▸ **WORK TASK**:
Only the number is needed: count the lines below that hold the string "MotionDefaults".

::::

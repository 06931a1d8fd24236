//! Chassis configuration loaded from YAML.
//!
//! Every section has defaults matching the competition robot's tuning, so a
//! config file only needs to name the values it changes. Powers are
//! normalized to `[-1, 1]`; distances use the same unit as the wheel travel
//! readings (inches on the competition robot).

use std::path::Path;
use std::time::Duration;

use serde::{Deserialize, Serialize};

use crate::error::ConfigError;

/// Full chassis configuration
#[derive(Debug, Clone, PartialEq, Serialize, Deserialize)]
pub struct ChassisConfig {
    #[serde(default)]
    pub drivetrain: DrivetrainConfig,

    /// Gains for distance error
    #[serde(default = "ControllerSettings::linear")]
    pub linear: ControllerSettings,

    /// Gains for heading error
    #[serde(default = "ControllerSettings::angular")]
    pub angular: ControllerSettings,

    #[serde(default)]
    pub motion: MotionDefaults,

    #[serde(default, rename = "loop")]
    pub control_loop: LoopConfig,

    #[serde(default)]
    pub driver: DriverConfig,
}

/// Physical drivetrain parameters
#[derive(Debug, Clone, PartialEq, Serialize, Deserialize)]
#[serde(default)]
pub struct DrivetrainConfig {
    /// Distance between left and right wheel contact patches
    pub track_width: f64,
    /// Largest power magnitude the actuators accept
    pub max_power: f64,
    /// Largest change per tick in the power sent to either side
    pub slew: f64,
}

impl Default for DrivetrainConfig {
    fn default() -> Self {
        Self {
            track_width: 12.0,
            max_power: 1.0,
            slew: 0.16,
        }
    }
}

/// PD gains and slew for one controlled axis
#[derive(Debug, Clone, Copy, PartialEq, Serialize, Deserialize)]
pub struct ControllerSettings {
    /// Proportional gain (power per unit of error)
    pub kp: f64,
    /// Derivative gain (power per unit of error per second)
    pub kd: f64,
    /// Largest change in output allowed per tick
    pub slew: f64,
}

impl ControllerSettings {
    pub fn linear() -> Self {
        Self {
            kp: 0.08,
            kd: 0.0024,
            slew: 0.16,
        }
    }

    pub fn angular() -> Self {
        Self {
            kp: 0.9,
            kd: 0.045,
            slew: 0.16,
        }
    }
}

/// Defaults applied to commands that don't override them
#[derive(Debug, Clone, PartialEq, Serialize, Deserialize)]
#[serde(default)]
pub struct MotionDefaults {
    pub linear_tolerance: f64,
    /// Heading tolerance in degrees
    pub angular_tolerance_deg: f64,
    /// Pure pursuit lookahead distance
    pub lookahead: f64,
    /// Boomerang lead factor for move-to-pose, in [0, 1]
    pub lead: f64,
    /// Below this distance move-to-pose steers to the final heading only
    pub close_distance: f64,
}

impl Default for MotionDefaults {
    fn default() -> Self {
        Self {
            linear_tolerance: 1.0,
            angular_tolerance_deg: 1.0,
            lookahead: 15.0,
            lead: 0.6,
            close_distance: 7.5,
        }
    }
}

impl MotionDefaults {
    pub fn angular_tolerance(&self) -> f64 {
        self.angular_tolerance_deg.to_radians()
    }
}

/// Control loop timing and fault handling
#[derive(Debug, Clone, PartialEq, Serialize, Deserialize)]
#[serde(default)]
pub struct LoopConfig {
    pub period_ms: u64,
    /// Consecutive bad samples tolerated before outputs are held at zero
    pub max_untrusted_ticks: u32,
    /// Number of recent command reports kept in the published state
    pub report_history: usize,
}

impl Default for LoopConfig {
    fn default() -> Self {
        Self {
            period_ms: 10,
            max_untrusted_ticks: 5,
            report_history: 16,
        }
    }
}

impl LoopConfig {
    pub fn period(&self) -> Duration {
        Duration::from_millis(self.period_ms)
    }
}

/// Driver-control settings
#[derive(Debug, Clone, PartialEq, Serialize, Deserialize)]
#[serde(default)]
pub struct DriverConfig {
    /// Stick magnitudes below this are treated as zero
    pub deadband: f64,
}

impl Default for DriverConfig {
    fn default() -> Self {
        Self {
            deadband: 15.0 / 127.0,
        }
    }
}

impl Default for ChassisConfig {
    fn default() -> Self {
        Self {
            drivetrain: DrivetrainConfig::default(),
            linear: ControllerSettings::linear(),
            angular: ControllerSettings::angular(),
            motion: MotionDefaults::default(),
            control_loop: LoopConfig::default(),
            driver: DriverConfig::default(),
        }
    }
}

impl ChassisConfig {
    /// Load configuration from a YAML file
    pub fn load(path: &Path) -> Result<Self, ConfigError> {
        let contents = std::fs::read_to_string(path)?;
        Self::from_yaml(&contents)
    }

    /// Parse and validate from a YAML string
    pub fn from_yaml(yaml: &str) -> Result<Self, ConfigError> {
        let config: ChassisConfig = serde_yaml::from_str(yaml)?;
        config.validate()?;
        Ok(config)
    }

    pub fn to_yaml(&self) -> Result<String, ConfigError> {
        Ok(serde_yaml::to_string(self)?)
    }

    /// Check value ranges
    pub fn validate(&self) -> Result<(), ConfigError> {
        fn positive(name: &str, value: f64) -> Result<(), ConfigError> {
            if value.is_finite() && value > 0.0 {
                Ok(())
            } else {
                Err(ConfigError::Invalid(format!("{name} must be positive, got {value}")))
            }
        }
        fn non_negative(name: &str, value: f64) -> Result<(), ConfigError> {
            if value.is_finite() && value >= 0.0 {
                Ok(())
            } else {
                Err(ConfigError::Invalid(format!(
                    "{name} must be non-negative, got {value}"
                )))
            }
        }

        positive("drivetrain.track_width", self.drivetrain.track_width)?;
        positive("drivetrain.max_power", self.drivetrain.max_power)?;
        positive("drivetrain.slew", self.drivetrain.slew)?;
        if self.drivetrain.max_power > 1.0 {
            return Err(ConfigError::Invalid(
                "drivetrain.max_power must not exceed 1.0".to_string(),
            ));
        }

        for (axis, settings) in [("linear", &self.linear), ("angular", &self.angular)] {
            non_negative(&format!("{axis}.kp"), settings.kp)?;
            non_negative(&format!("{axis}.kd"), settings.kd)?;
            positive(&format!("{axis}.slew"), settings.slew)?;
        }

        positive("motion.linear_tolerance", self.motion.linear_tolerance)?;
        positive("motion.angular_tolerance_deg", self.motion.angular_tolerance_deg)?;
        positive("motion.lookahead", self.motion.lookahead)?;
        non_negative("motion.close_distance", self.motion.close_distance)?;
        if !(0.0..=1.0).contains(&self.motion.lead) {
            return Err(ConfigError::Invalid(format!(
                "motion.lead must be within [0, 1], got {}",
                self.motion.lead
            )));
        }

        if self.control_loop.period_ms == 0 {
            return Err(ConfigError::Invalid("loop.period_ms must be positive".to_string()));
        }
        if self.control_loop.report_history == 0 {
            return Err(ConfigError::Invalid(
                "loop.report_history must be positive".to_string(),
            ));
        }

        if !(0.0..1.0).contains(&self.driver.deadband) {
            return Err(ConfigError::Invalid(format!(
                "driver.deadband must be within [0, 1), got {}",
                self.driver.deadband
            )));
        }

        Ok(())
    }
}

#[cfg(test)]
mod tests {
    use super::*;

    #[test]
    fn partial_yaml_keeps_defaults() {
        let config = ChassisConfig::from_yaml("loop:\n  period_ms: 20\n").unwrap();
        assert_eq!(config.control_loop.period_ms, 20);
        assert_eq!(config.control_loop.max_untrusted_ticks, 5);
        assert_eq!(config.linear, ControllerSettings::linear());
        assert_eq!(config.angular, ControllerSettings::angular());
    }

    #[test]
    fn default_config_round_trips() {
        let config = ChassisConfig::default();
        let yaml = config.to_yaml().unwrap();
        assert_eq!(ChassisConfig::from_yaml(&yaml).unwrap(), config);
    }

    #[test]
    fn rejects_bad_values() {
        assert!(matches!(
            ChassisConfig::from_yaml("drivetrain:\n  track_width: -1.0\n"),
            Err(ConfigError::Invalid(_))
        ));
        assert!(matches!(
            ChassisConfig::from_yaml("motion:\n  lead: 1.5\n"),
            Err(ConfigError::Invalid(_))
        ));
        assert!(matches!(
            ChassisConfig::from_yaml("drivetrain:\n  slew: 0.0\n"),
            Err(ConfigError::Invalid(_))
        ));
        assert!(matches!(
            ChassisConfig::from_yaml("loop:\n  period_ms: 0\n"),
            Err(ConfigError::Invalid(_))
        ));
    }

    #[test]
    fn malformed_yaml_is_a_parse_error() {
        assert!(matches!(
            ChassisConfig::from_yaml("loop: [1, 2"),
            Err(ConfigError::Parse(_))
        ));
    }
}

::::

▸ **WRITTEN REPLY**:
5